▶ _Work to be completed_
All entries are to be returned verbatim.

▶ _Provided entries_
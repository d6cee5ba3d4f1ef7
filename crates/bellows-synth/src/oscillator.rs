//! Free-reed tone generator.
//!
//! A harmonium reed is a bright, buzzy source: a strong fundamental with a
//! slowly falling series of harmonics. [`ReedOscillator`] builds that tone
//! additively from a fixed harmonic table on a single phase accumulator,
//! skipping partials that would fold back above Nyquist.
//!
//! An optional second reed, detuned by a few cents, models the "musette"
//! coupler of a real harmonium where two reed banks beat against each other.

use core::f32::consts::TAU;

use bellows_core::cents_to_ratio;
use libm::sinf;

/// Relative amplitudes of harmonics 1..=8.
pub const REED_HARMONICS: [f32; 8] = [1.0, 0.62, 0.46, 0.31, 0.22, 0.14, 0.09, 0.05];

/// Wrap phase into [0, 1).
#[inline]
fn wrap_phase(phase: f32) -> f32 {
    let wrapped = phase - libm::floorf(phase);
    if wrapped >= 1.0 { 0.0 } else { wrapped }
}

/// Additive reed oscillator.
///
/// # Example
///
/// ```rust
/// use bellows_synth::ReedOscillator;
///
/// let mut osc = ReedOscillator::new(48000.0);
/// osc.set_frequency(261.63);
/// let sample = osc.advance();
/// assert!(sample.abs() <= 1.0);
/// ```
#[derive(Debug, Clone)]
pub struct ReedOscillator {
    sample_rate: f32,
    frequency: f32,
    phase: f32,
    phase_inc: f32,
    /// Second reed phase, used when `musette_cents != 0`
    musette_phase: f32,
    musette_inc: f32,
    musette_cents: f32,
    /// Number of harmonics below Nyquist
    partials: usize,
    /// Gain that keeps the harmonic sum within ±1
    norm: f32,
}

impl ReedOscillator {
    /// Create an oscillator at 440 Hz with a single reed.
    pub fn new(sample_rate: f32) -> Self {
        let mut osc = Self {
            sample_rate,
            frequency: 440.0,
            phase: 0.0,
            phase_inc: 0.0,
            musette_phase: 0.0,
            musette_inc: 0.0,
            musette_cents: 0.0,
            partials: REED_HARMONICS.len(),
            norm: 1.0,
        };
        osc.recalculate();
        osc
    }

    /// Set the pitch in Hz.
    pub fn set_frequency(&mut self, freq: f32) {
        self.frequency = freq;
        self.recalculate();
    }

    /// Detune of the second reed in cents. Zero disables it.
    pub fn set_musette_cents(&mut self, cents: f32) {
        self.musette_cents = cents;
        self.recalculate();
    }

    /// Current pitch in Hz.
    #[inline]
    pub fn frequency(&self) -> f32 {
        self.frequency
    }

    /// Number of harmonics being synthesized at the current pitch.
    #[inline]
    pub fn partials(&self) -> usize {
        self.partials
    }

    /// Restart both reeds at phase zero.
    pub fn reset(&mut self) {
        self.phase = 0.0;
        self.musette_phase = 0.0;
    }

    /// Generate one sample and advance the phase.
    #[inline]
    pub fn advance(&mut self) -> f32 {
        let mut out = self.reed(self.phase);
        self.phase = wrap_phase(self.phase + self.phase_inc);

        if self.musette_cents != 0.0 {
            out = 0.5 * (out + self.reed(self.musette_phase));
            self.musette_phase = wrap_phase(self.musette_phase + self.musette_inc);
        }
        out
    }

    #[inline]
    fn reed(&self, phase: f32) -> f32 {
        let mut sum = 0.0;
        for (k, weight) in REED_HARMONICS.iter().take(self.partials).enumerate() {
            sum += weight * sinf(TAU * (k + 1) as f32 * phase);
        }
        sum * self.norm
    }

    fn recalculate(&mut self) {
        self.phase_inc = self.frequency / self.sample_rate;
        self.musette_inc = self.phase_inc * cents_to_ratio(self.musette_cents);

        let nyquist = self.sample_rate * 0.5;
        let top = self.frequency.max(self.frequency * cents_to_ratio(self.musette_cents));
        self.partials = REED_HARMONICS
            .iter()
            .enumerate()
            .take_while(|(k, _)| (*k + 1) as f32 * top < nyquist)
            .count()
            .max(1);
        let total: f32 = REED_HARMONICS.iter().take(self.partials).sum();
        self.norm = 1.0 / total;
    }
}

#[cfg(test)]
mod tests {
    use super::*;

    #[test]
    fn test_output_bounded() {
        let mut osc = ReedOscillator::new(48000.0);
        osc.set_frequency(220.0);
        for _ in 0..4800 {
            let s = osc.advance();
            assert!(s.abs() <= 1.0 + 1e-5, "Sample out of range: {}", s);
        }
    }

    #[test]
    fn test_partials_stop_below_nyquist() {
        let mut osc = ReedOscillator::new(48000.0);
        osc.set_frequency(100.0);
        assert_eq!(osc.partials(), REED_HARMONICS.len());
        osc.set_frequency(5000.0);
        assert_eq!(osc.partials(), 4, "5 kHz * 5 = 25 kHz is past Nyquist");
        osc.set_frequency(30000.0);
        assert_eq!(osc.partials(), 1, "Always keep the fundamental");
    }

    #[test]
    fn test_periodic_at_pitch() {
        // 480 Hz at 48 kHz has a period of exactly 100 samples
        let mut osc = ReedOscillator::new(48000.0);
        osc.set_frequency(480.0);
        let first: Vec<f32> = (0..100).map(|_| osc.advance()).collect();
        let second: Vec<f32> = (0..100).map(|_| osc.advance()).collect();
        for (a, b) in first.iter().zip(&second) {
            assert!((a - b).abs() < 1e-3, "Not periodic: {} vs {}", a, b);
        }
    }

    #[test]
    fn test_musette_changes_tone() {
        let mut single = ReedOscillator::new(48000.0);
        let mut double = ReedOscillator::new(48000.0);
        single.set_frequency(220.0);
        double.set_frequency(220.0);
        double.set_musette_cents(8.0);
        let diff: f32 = (0..4800)
            .map(|_| (single.advance() - double.advance()).abs())
            .sum();
        assert!(diff > 1.0, "Detuned second reed should beat against the first");
    }

    #[test]
    fn test_reset_restarts_phase() {
        let mut osc = ReedOscillator::new(48000.0);
        let a = osc.advance();
        osc.advance();
        osc.reset();
        assert_eq!(osc.advance(), a);
    }
}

▶ _Reply_
repository d6cee5ba3d4f1ef7
filename crates/bellows-synth/src/oscillator.rs
//! Free-reed tone generator.
//!
//! A harmonium reed is a bright, buzzy source: a strong fundamental with a
//! slowly falling series of harmonics. [`ReedOscillator`] builds that tone
//! additively from a fixed harmonic table on a single phase accumulator,
//! skipping partials that would fold back above Nyquist.
//!
//! An optional second reed, detuned by a few cents, models the "musette"
//! coupler of a real harmonium where two reed banks beat against each other.

use core::f32::consts::TAU;

use bellows_core::cents_to_ratio;
use libm::sinf;

/// Relative amplitudes of harmonics 1..=8.
pub const REED_HARMONICS: [f32; 8] = [1.0, 0.62, 0.46, 0.31, 0.22, 0.14, 0.09, 0.05];

/// Wrap phase into [0, 1).
#[inline]
fn wrap_phase(phase: f32) -> f32 {
    let wrapped = phase - libm::floorf(phase);
    if wrapped >= 1.0 { 0.0 } else { wrapped }
}

/// Additive reed oscillator.
///
/// # Example
///
/// ```rust
/// use bellows_synth::ReedOscillator;
///
/// let mut osc = ReedOscillator::new(48000.0);
/// osc.set_frequency(261.63);
/// let sample = osc.advance();
/// assert!(sample.abs() <= 1.0);
/// ```
#[derive(Debug, Clone)]
pub struct ReedOscillator {
    sample_rate: f32,
    frequency: f32,
    phase: f32,
    phase_inc: f32,
    /// Second reed phase, used when `musette_cents != 0`
    musette_phase: f32,
    musette_inc: f32,
    musette_cents: f32,
    /// Number of harmonics below Nyquist
    partials: usize,
    /// Gain that keeps the harmonic sum within ±1
    norm: f32,
}

impl ReedOscillator {
    /// Create an oscillator at 440 Hz with a single reed.
    pub fn new(sample_rate: f32) -> Self {
        let mut osc = Self {
            sample_rate,
            frequency: 440.0,
            phase: 0.0,
            phase_inc: 0.0,
            musette_phase: 0.0,
            musette_inc: 0.0,
            musette_cents: 0.0,
            partials: REED_HARMONICS.len(),
            norm: 1.0,
        };
        osc.recalculate();
        osc
    }

    /// Set the pitch in Hz.
    pub fn set_frequency(&mut self, freq: f32) {
        self.frequency = freq;
        self.recalculate();
    }

    /// Detune of the second reed in cents. Zero disables it.
    pub fn set_musette_cents(&mut self, cents: f32) {
        self.musette_cents = cents;
        self.recalculate();
    }

    /// Current pitch in Hz.
    #[inline]
    pub fn frequency(&self) -> f32 {
        self.frequency
    }

    /// Number of harmonics being synthesized at the current pitch.
    #[inline]
    pub fn partials(&self) -> usize {
        self.partials
    }

    /// Restart both reeds at phase zero.
    pub fn reset(&mut self) {
        self.phase = 0.0;
        self.musette_phase = 0.0;
    }

    /// Generate one sample and advance the phase.
    #[inline]
    pub fn advance(&mut self) -> f32 {
        let mut out = self.reed(self.phase);
        self.phase = wrap_phase(self.phase + self.phase_inc);

        if self.musette_cents != 0.0 {
            out = 0.5 * (out + self.reed(self.musette_phase));
            self.musette_phase = wrap_phase(self.musette_phase + self.musette_inc);
        }
        out
    }

    #[inline]
    fn reed(&self, phase: f32) -> f32 {
        let mut sum = 0.0;
        for (k, weight) in REED_HARMONICS.iter().take(self.partials).enumerate() {
            sum += weight * sinf(TAU * (k + 1) as f32 * phase);
        }
        sum * self.norm
    }

    fn recalculate(&mut self) {
        self.phase_inc = self.frequency / self.sample_rate;
        self.musette_inc = self.phase_inc * cents_to_ratio(self.musette_cents);

        let nyquist = self.sample_rate * 0.5;
        let top = self.frequency.max(self.frequency * cents_to_ratio(self.musette_cents));
        self.partials = REED_HARMONICS
            .iter()
            .enumerate()
            .take_while(|(k, _)| (*k + 1) as f32 * top < nyquist)
            .count()
            .max(1);
        let total: f32 = REED_HARMONICS.iter().take(self.partials).sum();
        self.norm = 1.0 / total;
    }
}

#[cfg(test)]
mod tests {
    use super::*;

    #[test]
    fn test_output_bounded() {
        let mut osc = ReedOscillator::new(48000.0);
        osc.set_frequency(220.0);
        for _ in 0..4800 {
            let s = osc.advance();
            assert!(s.abs() <= 1.0 + 1e-5, "Sample out of range: {}", s);
        }
    }

    #[test]
    fn test_partials_stop_below_nyquist() {
        let mut osc = ReedOscillator::new(48000.0);
        osc.set_frequency(100.0);
        assert_eq!(osc.partials(), REED_HARMONICS.len());
        osc.set_frequency(5000.0);
        assert_eq!(osc.partials(), 4, "5 kHz * 5 = 25 kHz is past Nyquist");
        osc.set_frequency(30000.0);
        assert_eq!(osc.partials(), 1, "Always keep the fundamental");
    }

    #[test]
    fn test_periodic_at_pitch() {
        // 480 Hz at 48 kHz has a period of exactly 100 samples
        let mut osc = ReedOscillator::new(48000.0);
        osc.set_frequency(480.0);
        let first: Vec<f32> = (0..100).map(|_| osc.advance()).collect();
        let second: Vec<f32> = (0..100).map(|_| osc.advance()).collect();
        for (a, b) in first.iter().zip(&second) {
            assert!((a - b).abs() < 1e-3, "Not periodic: {} vs {}", a, b);
        }
    }

    #[test]
    fn test_musette_changes_tone() {
        let mut single = ReedOscillator::new(48000.0);
        let mut double = ReedOscillator::new(48000.0);
        single.set_frequency(220.0);
        double.set_frequency(220.0);
        double.set_musette_cents(8.0);
        let diff: f32 = (0..4800)
            .map(|_| (single.advance() - double.advance()).abs())
            .sum();
        assert!(diff > 1.0, "Detuned second reed should beat against the first");
    }

    #[test]
    fn test_reset_restarts_phase() {
        let mut osc = ReedOscillator::new(48000.0);
        let a = osc.advance();
        osc.advance();
        osc.reset();
        assert_eq!(osc.advance(), a);
    }
}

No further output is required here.